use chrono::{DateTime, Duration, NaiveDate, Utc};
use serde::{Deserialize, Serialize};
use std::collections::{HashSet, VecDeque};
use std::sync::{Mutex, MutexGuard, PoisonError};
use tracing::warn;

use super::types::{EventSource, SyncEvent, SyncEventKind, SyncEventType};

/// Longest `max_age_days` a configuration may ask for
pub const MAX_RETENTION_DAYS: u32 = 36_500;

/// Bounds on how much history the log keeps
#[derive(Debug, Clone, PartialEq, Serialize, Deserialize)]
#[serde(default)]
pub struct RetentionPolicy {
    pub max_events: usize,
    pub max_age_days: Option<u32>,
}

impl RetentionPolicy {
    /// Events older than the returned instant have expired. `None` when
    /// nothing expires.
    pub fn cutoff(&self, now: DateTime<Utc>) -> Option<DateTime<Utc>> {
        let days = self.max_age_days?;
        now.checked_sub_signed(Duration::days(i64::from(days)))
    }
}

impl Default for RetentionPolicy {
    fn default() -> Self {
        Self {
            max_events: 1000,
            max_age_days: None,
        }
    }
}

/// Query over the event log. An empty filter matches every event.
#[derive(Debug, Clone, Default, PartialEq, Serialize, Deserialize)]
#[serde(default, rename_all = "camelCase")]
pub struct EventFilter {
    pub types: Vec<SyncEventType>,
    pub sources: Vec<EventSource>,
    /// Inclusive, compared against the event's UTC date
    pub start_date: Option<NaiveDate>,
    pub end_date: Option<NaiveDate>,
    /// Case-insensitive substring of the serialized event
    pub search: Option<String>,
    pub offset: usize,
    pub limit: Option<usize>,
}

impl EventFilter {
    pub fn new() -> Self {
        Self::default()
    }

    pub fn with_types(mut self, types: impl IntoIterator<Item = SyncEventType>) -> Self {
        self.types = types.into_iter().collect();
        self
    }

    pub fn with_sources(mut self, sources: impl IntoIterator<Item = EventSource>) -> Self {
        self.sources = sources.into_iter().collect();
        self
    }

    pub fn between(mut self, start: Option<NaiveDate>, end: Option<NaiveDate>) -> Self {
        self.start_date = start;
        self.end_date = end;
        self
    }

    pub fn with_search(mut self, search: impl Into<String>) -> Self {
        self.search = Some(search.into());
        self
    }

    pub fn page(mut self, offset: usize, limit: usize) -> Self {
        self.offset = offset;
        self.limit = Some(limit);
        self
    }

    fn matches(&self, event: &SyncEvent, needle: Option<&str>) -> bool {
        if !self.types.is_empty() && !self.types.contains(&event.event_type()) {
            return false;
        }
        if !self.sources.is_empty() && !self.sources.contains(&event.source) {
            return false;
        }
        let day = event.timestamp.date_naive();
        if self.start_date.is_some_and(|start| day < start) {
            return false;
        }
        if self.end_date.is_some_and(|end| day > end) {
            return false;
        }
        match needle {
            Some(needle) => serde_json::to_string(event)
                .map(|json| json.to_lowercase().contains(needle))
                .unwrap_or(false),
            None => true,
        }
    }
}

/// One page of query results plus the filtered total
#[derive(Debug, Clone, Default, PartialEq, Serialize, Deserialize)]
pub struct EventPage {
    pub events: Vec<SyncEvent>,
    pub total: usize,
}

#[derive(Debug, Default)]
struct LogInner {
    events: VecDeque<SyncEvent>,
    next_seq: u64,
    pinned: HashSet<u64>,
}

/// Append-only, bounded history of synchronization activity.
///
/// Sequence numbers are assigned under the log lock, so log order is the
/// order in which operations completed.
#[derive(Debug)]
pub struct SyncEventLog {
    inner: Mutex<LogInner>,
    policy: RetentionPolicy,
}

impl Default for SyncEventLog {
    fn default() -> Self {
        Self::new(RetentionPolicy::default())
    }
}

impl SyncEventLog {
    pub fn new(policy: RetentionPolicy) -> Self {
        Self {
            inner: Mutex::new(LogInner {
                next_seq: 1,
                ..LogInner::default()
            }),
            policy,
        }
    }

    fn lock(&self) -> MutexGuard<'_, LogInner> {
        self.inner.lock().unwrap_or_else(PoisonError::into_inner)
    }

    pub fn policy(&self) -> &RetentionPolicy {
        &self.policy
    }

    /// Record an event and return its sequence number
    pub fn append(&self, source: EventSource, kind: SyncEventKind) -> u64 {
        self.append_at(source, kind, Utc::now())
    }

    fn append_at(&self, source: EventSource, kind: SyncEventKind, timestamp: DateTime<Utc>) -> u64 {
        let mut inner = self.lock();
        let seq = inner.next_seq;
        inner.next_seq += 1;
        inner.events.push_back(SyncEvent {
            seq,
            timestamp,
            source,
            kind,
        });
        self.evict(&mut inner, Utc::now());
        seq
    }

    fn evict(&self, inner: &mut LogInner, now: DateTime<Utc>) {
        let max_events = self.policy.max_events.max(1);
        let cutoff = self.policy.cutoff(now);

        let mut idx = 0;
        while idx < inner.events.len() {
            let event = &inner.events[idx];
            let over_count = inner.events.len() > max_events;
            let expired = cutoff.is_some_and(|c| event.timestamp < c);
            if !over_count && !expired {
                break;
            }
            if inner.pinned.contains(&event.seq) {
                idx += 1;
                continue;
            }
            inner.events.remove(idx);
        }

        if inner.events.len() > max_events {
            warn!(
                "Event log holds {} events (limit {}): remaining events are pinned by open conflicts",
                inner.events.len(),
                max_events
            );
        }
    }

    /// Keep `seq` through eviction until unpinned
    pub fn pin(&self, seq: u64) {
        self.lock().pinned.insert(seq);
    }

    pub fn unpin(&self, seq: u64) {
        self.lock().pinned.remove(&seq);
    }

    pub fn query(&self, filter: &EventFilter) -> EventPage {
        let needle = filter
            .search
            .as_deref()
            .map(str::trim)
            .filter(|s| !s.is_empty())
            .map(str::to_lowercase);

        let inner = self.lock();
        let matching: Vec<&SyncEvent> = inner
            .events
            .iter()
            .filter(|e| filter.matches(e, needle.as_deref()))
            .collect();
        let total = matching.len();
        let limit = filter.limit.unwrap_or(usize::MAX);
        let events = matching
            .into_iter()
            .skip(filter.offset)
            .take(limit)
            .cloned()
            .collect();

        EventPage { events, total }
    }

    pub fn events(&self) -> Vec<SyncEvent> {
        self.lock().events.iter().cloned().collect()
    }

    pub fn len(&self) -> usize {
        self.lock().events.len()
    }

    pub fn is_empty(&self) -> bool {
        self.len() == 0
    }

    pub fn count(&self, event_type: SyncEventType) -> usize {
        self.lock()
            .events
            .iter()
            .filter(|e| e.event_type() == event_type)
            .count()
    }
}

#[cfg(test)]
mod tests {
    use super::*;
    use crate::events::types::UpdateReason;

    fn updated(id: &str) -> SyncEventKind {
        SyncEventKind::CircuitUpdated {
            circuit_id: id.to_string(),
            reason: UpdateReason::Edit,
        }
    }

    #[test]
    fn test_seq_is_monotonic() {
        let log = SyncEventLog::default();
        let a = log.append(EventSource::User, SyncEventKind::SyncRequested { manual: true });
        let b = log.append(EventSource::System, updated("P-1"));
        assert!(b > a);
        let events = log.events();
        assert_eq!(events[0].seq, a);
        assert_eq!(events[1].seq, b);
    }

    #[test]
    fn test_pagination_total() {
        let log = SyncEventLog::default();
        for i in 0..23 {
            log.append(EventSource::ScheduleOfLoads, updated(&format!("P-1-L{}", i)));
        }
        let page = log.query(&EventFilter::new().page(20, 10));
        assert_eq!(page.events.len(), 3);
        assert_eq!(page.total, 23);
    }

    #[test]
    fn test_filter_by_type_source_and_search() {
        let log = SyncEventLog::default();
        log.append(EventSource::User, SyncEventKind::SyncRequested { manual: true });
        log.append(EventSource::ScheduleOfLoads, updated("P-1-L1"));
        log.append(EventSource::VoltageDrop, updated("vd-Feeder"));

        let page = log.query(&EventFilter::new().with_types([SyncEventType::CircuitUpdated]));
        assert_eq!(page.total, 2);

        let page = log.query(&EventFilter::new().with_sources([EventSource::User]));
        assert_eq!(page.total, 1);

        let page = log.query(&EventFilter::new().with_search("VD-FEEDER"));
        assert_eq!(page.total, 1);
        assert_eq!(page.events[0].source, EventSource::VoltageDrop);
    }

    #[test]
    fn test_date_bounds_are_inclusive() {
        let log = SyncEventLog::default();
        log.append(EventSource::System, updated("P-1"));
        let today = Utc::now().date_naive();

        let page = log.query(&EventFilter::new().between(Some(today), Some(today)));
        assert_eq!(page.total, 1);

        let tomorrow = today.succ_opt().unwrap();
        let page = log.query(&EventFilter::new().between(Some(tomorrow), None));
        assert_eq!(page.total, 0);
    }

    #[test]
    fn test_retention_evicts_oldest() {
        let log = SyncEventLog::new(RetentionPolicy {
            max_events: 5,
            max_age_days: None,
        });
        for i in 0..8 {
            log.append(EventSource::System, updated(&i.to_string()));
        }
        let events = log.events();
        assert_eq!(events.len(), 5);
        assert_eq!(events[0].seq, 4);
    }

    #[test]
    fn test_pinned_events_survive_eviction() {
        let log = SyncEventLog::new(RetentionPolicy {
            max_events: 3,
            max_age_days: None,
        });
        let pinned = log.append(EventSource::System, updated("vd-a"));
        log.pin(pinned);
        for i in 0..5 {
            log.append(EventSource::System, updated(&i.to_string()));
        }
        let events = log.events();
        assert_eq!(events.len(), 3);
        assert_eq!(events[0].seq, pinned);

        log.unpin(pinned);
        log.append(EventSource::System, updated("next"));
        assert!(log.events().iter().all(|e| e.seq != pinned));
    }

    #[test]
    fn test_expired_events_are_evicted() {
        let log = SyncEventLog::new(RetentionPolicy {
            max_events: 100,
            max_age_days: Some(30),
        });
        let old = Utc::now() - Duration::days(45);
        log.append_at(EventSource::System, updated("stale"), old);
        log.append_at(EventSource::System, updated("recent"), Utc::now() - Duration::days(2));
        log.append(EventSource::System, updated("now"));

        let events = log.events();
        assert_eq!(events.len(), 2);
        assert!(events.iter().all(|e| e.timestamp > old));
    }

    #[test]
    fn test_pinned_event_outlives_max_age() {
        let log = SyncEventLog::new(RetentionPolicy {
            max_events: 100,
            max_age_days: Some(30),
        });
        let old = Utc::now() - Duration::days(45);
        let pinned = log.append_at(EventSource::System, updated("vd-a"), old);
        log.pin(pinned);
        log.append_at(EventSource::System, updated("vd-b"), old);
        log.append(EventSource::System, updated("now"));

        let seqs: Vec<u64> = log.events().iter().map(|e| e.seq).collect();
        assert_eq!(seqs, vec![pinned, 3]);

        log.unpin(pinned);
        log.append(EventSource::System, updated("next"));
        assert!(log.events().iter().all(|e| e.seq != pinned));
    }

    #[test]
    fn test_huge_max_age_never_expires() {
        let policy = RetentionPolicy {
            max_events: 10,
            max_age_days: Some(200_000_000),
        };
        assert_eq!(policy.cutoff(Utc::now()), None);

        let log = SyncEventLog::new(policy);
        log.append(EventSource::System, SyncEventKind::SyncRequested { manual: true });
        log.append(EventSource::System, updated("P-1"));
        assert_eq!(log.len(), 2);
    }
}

************

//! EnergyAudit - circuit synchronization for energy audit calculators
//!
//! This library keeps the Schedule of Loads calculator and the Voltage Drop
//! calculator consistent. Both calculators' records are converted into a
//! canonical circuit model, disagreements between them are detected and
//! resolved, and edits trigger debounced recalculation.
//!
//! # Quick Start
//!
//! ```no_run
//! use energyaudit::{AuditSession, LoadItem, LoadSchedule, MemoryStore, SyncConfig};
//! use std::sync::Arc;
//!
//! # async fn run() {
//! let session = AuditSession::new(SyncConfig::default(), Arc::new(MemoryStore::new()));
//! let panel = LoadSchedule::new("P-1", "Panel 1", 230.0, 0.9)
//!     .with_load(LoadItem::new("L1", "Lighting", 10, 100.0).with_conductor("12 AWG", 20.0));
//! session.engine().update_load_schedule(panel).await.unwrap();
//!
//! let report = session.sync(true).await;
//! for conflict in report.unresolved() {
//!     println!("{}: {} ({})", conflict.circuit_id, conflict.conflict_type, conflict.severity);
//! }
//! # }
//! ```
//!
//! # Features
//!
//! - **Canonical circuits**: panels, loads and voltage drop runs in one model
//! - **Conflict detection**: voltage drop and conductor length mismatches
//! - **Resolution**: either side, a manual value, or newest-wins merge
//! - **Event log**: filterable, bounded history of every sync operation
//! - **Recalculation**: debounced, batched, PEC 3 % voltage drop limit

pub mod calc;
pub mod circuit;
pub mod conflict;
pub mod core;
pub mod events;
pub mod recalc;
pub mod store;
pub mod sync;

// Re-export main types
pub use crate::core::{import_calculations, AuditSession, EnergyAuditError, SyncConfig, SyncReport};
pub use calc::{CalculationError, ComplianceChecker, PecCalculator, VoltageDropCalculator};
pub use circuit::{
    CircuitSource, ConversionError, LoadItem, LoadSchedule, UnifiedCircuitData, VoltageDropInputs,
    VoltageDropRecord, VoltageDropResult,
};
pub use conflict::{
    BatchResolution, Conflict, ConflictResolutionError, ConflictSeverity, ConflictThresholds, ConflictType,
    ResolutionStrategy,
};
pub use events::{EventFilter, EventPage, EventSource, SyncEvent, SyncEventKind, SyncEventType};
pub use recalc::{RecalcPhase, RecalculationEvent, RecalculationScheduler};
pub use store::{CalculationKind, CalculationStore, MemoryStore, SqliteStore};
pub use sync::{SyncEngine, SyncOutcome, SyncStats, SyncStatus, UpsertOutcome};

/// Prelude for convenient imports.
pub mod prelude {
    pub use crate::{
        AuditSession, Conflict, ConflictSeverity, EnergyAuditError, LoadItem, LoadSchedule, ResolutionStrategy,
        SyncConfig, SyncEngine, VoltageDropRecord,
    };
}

************

▶ [Description of the task]: Please tally the lines of the listing that include the string "calculators". The number is the whole answer.

▶ [Exercise answer]: 2